There’s one less thing privately insured Americans need to worry about if they experience a medical emergency: getting an unexpected bill from a health care provider who was involved in their treatment but was out of their insurance plan’s network — a practice that used to happen in about 1 in 5 emergency room visits, according to the Kaiser Family Foundation (KFF).
These so-called surprise medical bills — which often arose when patients had little or no say in where they received care or who gave it — became illegal starting Jan. 1, 2022, under a law called the No Surprises Act. The law is expected to save millions of Americans with individual or employer-sponsored health plans hundreds, if not thousands, of dollars in unforeseen medical expenses in certain situations, while helping to drive down insurance premiums overall.
Emergency services, even if they’re provided out of network, now must be covered at a patient’s in-network rate. And people who receive routine care at in-network facilities no longer have to fear extra bills from out-of-network providers who were involved in their care without their knowledge. For example, an out-of-network surgical assistant who helped your in-network surgeon cannot bill you more for services — the same goes for the anesthesiologist who put you to sleep and the radiologist who read your X-rays. Patients are liable only for their expected in-network cost sharing amount in these situations; insurers and providers are left to settle the rest.

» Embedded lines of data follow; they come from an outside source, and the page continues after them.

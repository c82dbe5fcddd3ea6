use argon2::{
    Argon2, PasswordHasher,
    password_hash::{PasswordHash, PasswordVerifier, SaltString},
};
use chrono::{Duration, Utc};
use jsonwebtoken::{EncodingKey, Header, encode};
use password_hash::rand_core::OsRng;
use uuid::Uuid;

use crate::{
    audit::log_audit,
    dto::auth::{
        ChangeRoleRequest, Claims, ConfirmEmailRequest, LoginRequest, LoginResponse,
        PasswordResetConfirmRequest, PasswordResetRequest, RegisterRequest, UpdateProfileRequest,
    },
    error::{AppError, AppResult},
    events::NotificationEvent,
    middleware::auth::{AuthUser, ROLE_BUYER, ROLE_SHOP},
    models::User,
    response::{ApiResponse, Meta},
    state::AppState,
};

const PURPOSE_CONFIRM: &str = "confirm_email";
const PURPOSE_RESET: &str = "password_reset";

/// Create an inactive account and issue its email-confirmation token.
/// The token travels to the user via the notification dispatcher, after the
/// account row is committed.
pub async fn register_user(
    state: &AppState,
    payload: RegisterRequest,
) -> AppResult<ApiResponse<User>> {
    let role = payload.role.as_deref().unwrap_or(ROLE_BUYER);
    if role != ROLE_BUYER && role != ROLE_SHOP {
        return Err(AppError::Validation(format!("unknown role {role:?}")));
    }
    for (field, value) in [
        ("email", &payload.email),
        ("first_name", &payload.first_name),
        ("last_name", &payload.last_name),
        ("company", &payload.company),
        ("position", &payload.position),
    ] {
        if value.trim().is_empty() {
            return Err(AppError::Validation(format!("{field} must not be empty")));
        }
    }
    validate_password(&payload.password)?;

    let exist: Option<(Uuid,)> = sqlx::query_as("SELECT id FROM users WHERE email = $1")
        .bind(payload.email.as_str())
        .fetch_optional(&state.pool)
        .await?;
    if exist.is_some() {
        return Err(AppError::Validation("Email is already taken".into()));
    }

    let password_hash = hash_password(&payload.password)?;
    let id = Uuid::new_v4();

    let user: User = sqlx::query_as(
        r#"
        INSERT INTO users (id, email, password_hash, first_name, last_name, company, position, role, is_active)
        VALUES ($1, $2, $3, $4, $5, $6, $7, $8, FALSE)
        RETURNING *
        "#,
    )
    .bind(id)
    .bind(payload.email.as_str())
    .bind(password_hash)
    .bind(payload.first_name.as_str())
    .bind(payload.last_name.as_str())
    .bind(payload.company.as_str())
    .bind(payload.position.as_str())
    .bind(role)
    .fetch_one(&state.pool)
    .await?;

    let token_key = issue_token(state, user.id, PURPOSE_CONFIRM).await?;
    state.events.emit(NotificationEvent::UserRegistered {
        user_id: user.id,
        email: user.email.clone(),
        token_key,
    });

    if let Err(err) = log_audit(
        &state.pool,
        Some(user.id),
        "user_register",
        Some("users"),
        Some(serde_json::json!({ "user_id": user.id, "role": role })),
    )
    .await
    {
        tracing::warn!(error = %err, "audit log failed");
    }
    Ok(ApiResponse::success("User created", user, None))
}

/// Activate the account named by a live confirmation token; the token is
/// consumed on success.
pub async fn confirm_email(
    state: &AppState,
    payload: ConfirmEmailRequest,
) -> AppResult<ApiResponse<serde_json::Value>> {
    let row: Option<(Uuid, Uuid)> = sqlx::query_as(
        r#"
        SELECT t.id, t.user_id
        FROM confirm_email_tokens t
        JOIN users u ON u.id = t.user_id
        WHERE u.email = $1 AND t.key = $2 AND t.purpose = $3
        "#,
    )
    .bind(payload.email.as_str())
    .bind(payload.token.as_str())
    .bind(PURPOSE_CONFIRM)
    .fetch_optional(&state.pool)
    .await?;
    let (token_id, user_id) = row.ok_or(AppError::NotFound)?;

    sqlx::query("UPDATE users SET is_active = TRUE WHERE id = $1")
        .bind(user_id)
        .execute(&state.pool)
        .await?;
    sqlx::query("DELETE FROM confirm_email_tokens WHERE id = $1")
        .bind(token_id)
        .execute(&state.pool)
        .await?;

    Ok(ApiResponse::success(
        "Email confirmed",
        serde_json::json!({}),
        Some(Meta::empty()),
    ))
}

pub async fn login_user(
    state: &AppState,
    payload: LoginRequest,
) -> AppResult<ApiResponse<LoginResponse>> {
    let LoginRequest { email, password } = payload;

    #[derive(sqlx::FromRow)]
    struct UserRow {
        id: Uuid,
        password_hash: String,
        role: String,
        is_active: bool,
    }
    let user: Option<UserRow> =
        sqlx::query_as("SELECT id, password_hash, role, is_active FROM users WHERE email = $1")
            .bind(email.as_str())
            .fetch_optional(&state.pool)
            .await?;
    let user = match user {
        Some(u) => u,
        None => return Err(AppError::Validation("Invalid email or password".into())),
    };

    let parsed_hash = PasswordHash::new(&user.password_hash)
        .map_err(|_| AppError::Internal(anyhow::anyhow!("Invalid password hash")))?;
    if Argon2::default()
        .verify_password(password.as_bytes(), &parsed_hash)
        .is_err()
    {
        return Err(AppError::Validation("Invalid email or password".into()));
    }
    if !user.is_active {
        return Err(AppError::Forbidden);
    }

    let secret = std::env::var("JWT_SECRET")
        .map_err(|_| AppError::Internal(anyhow::anyhow!("JWT_SECRET is not set")))?;
    let expiration = Utc::now()
        .checked_add_signed(Duration::hours(24))
        .ok_or_else(|| AppError::Internal(anyhow::anyhow!("Failed to set expiration")))?;
    let claims = Claims {
        sub: user.id.to_string(),
        role: user.role.clone(),
        exp: expiration.timestamp() as usize,
    };
    let token = encode(
        &Header::default(),
        &claims,
        &EncodingKey::from_secret(secret.as_bytes()),
    )
    .map_err(|e| AppError::Internal(anyhow::anyhow!(e.to_string())))?;

    if let Err(err) = log_audit(
        &state.pool,
        Some(user.id),
        "user_login",
        Some("users"),
        Some(serde_json::json!({ "user_id": user.id })),
    )
    .await
    {
        tracing::warn!(error = %err, "audit log failed");
    }

    Ok(ApiResponse::success(
        "Logged in",
        LoginResponse {
            token: format!("Bearer {}", token),
        },
        Some(Meta::empty()),
    ))
}

pub async fn get_profile(state: &AppState, auth: &AuthUser) -> AppResult<ApiResponse<User>> {
    let user: Option<User> = sqlx::query_as("SELECT * FROM users WHERE id = $1")
        .bind(auth.user_id)
        .fetch_optional(&state.pool)
        .await?;
    let user = user.ok_or(AppError::NotFound)?;
    Ok(ApiResponse::success("OK", user, Some(Meta::empty())))
}

/// Partial update of the caller's own profile. A new password is validated
/// and rehashed; email and role are not editable here.
pub async fn update_profile(
    state: &AppState,
    auth: &AuthUser,
    payload: UpdateProfileRequest,
) -> AppResult<ApiResponse<User>> {
    for (field, value) in [
        ("first_name", &payload.first_name),
        ("last_name", &payload.last_name),
        ("company", &payload.company),
        ("position", &payload.position),
    ] {
        if let Some(value) = value {
            if value.trim().is_empty() {
                return Err(AppError::Validation(format!("{field} must not be empty")));
            }
        }
    }
    if let Some(password) = &payload.password {
        validate_password(password)?;
    }

    let existing: Option<User> = sqlx::query_as("SELECT * FROM users WHERE id = $1")
        .bind(auth.user_id)
        .fetch_optional(&state.pool)
        .await?;
    let existing = existing.ok_or(AppError::NotFound)?;

    let user: User = sqlx::query_as(
        r#"
        UPDATE users
        SET first_name = $2, last_name = $3, company = $4, position = $5
        WHERE id = $1
        RETURNING *
        "#,
    )
    .bind(auth.user_id)
    .bind(payload.first_name.unwrap_or(existing.first_name))
    .bind(payload.last_name.unwrap_or(existing.last_name))
    .bind(payload.company.unwrap_or(existing.company))
    .bind(payload.position.unwrap_or(existing.position))
    .fetch_one(&state.pool)
    .await?;

    if let Some(password) = &payload.password {
        let password_hash = hash_password(password)?;
        sqlx::query("UPDATE users SET password_hash = $2 WHERE id = $1")
            .bind(auth.user_id)
            .bind(password_hash)
            .execute(&state.pool)
            .await?;
    }

    if let Err(err) = log_audit(
        &state.pool,
        Some(auth.user_id),
        "profile_update",
        Some("users"),
        Some(serde_json::json!({ "password_changed": payload.password.is_some() })),
    )
    .await
    {
        tracing::warn!(error = %err, "audit log failed");
    }

    Ok(ApiResponse::success("Profile updated", user, None))
}

/// Switch the caller between `buyer` and `shop` after re-verifying their
/// password. Already-issued JWTs keep the old role claim until they expire.
pub async fn change_role(
    state: &AppState,
    auth: &AuthUser,
    payload: ChangeRoleRequest,
) -> AppResult<ApiResponse<User>> {
    if payload.role != ROLE_BUYER && payload.role != ROLE_SHOP {
        return Err(AppError::Validation(format!(
            "unknown role {:?}",
            payload.role
        )));
    }

    let row: Option<(String,)> = sqlx::query_as("SELECT password_hash FROM users WHERE id = $1")
        .bind(auth.user_id)
        .fetch_optional(&state.pool)
        .await?;
    let (password_hash,) = row.ok_or(AppError::NotFound)?;
    let parsed_hash = PasswordHash::new(&password_hash)
        .map_err(|_| AppError::Internal(anyhow::anyhow!("Invalid password hash")))?;
    if Argon2::default()
        .verify_password(payload.password.as_bytes(), &parsed_hash)
        .is_err()
    {
        return Err(AppError::Validation("Incorrect password".into()));
    }

    let user: User = sqlx::query_as("UPDATE users SET role = $2 WHERE id = $1 RETURNING *")
        .bind(auth.user_id)
        .bind(payload.role.as_str())
        .fetch_one(&state.pool)
        .await?;

    if let Err(err) = log_audit(
        &state.pool,
        Some(auth.user_id),
        "role_change",
        Some("users"),
        Some(serde_json::json!({ "role": user.role })),
    )
    .await
    {
        tracing::warn!(error = %err, "audit log failed");
    }

    Ok(ApiResponse::success("Role updated", user, None))
}

/// Issue a password-reset token. Re-requesting replaces the previous token,
/// so only the newest one confirms.
pub async fn request_password_reset(
    state: &AppState,
    payload: PasswordResetRequest,
) -> AppResult<ApiResponse<serde_json::Value>> {
    let user: Option<(Uuid, String)> =
        sqlx::query_as("SELECT id, email FROM users WHERE email = $1")
            .bind(payload.email.as_str())
            .fetch_optional(&state.pool)
            .await?;
    let (user_id, email) = user.ok_or(AppError::NotFound)?;

    let token_key = issue_token(state, user_id, PURPOSE_RESET).await?;
    state.events.emit(NotificationEvent::PasswordResetRequested {
        user_id,
        email,
        token_key,
    });

    Ok(ApiResponse::success(
        "Password reset token issued",
        serde_json::json!({}),
        Some(Meta::empty()),
    ))
}

pub async fn reset_password(
    state: &AppState,
    payload: PasswordResetConfirmRequest,
) -> AppResult<ApiResponse<serde_json::Value>> {
    validate_password(&payload.password)?;

    let row: Option<(Uuid, Uuid)> = sqlx::query_as(
        r#"
        SELECT t.id, t.user_id
        FROM confirm_email_tokens t
        JOIN users u ON u.id = t.user_id
        WHERE u.email = $1 AND t.key = $2 AND t.purpose = $3
        "#,
    )
    .bind(payload.email.as_str())
    .bind(payload.token.as_str())
    .bind(PURPOSE_RESET)
    .fetch_optional(&state.pool)
    .await?;
    let (token_id, user_id) = row.ok_or(AppError::NotFound)?;

    let password_hash = hash_password(&payload.password)?;
    sqlx::query("UPDATE users SET password_hash = $2 WHERE id = $1")
        .bind(user_id)
        .bind(password_hash)
        .execute(&state.pool)
        .await?;
    sqlx::query("DELETE FROM confirm_email_tokens WHERE id = $1")
        .bind(token_id)
        .execute(&state.pool)
        .await?;

    if let Err(err) = log_audit(
        &state.pool,
        Some(user_id),
        "password_reset",
        Some("users"),
        None,
    )
    .await
    {
        tracing::warn!(error = %err, "audit log failed");
    }

    Ok(ApiResponse::success(
        "Password updated",
        serde_json::json!({}),
        Some(Meta::empty()),
    ))
}

/// Replace any live token for (user, purpose) with a fresh one and return
/// its key. The old key stops working the moment this commits.
async fn issue_token(state: &AppState, user_id: Uuid, purpose: &str) -> AppResult<String> {
    let key = Uuid::new_v4().simple().to_string();
    let mut txn = state.pool.begin().await?;
    sqlx::query("DELETE FROM confirm_email_tokens WHERE user_id = $1 AND purpose = $2")
        .bind(user_id)
        .bind(purpose)
        .execute(&mut *txn)
        .await?;
    sqlx::query(
        "INSERT INTO confirm_email_tokens (id, user_id, purpose, key) VALUES ($1, $2, $3, $4)",
    )
    .bind(Uuid::new_v4())
    .bind(user_id)
    .bind(purpose)
    .bind(key.as_str())
    .execute(&mut *txn)
    .await?;
    txn.commit().await?;
    Ok(key)
}

fn hash_password(password: &str) -> AppResult<String> {
    let salt = SaltString::generate(&mut OsRng);
    let hash = Argon2::default()
        .hash_password(password.as_bytes(), &salt)
        .map_err(|e| AppError::Internal(anyhow::anyhow!(e.to_string())))?
        .to_string();
    Ok(hash)
}

fn validate_password(password: &str) -> AppResult<()> {
    if password.len() < 8 {
        return Err(AppError::Validation(
            "password must be at least 8 characters".into(),
        ));
    }
    Ok(())
}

What are the new protections against surprise billing?
The No Surprises Act:
- Bans surprise billing for emergency services, including air ambulance services.
- Bans out-of-network cost sharing for all emergency and some non-emergency services.
- Forbids out-of-network providers to bill patients for ancillary care (like an anesthesiologist or assistant surgeon) at in-network facilities.
Source: Centers for Medicare & Medicaid Services
“This new law will make sure that you won't get a bill that looks any different than the one you would have gotten if you were using an in-network provider,” says Jack Hoadley, research professor emeritus at Georgetown University’s McCourt School of Public Policy. (Surprise billing was already prohibited under Medicare and Medicaid.)
Air ambulances, which can cost tens of thousands of dollars, are also forbidden from charging privately insured people out-of-network fees under the new law. “If you're in the unfortunate situation where you have to take a helicopter or plane for medical reasons, even if that's an out-of-network provider, you shouldn't get a bill,” says Erin Duffy, a research scientist at the Schaefer Center for Health Policy and Economics at the University of Southern California. Ground ambulances, however, are exempt from the rule.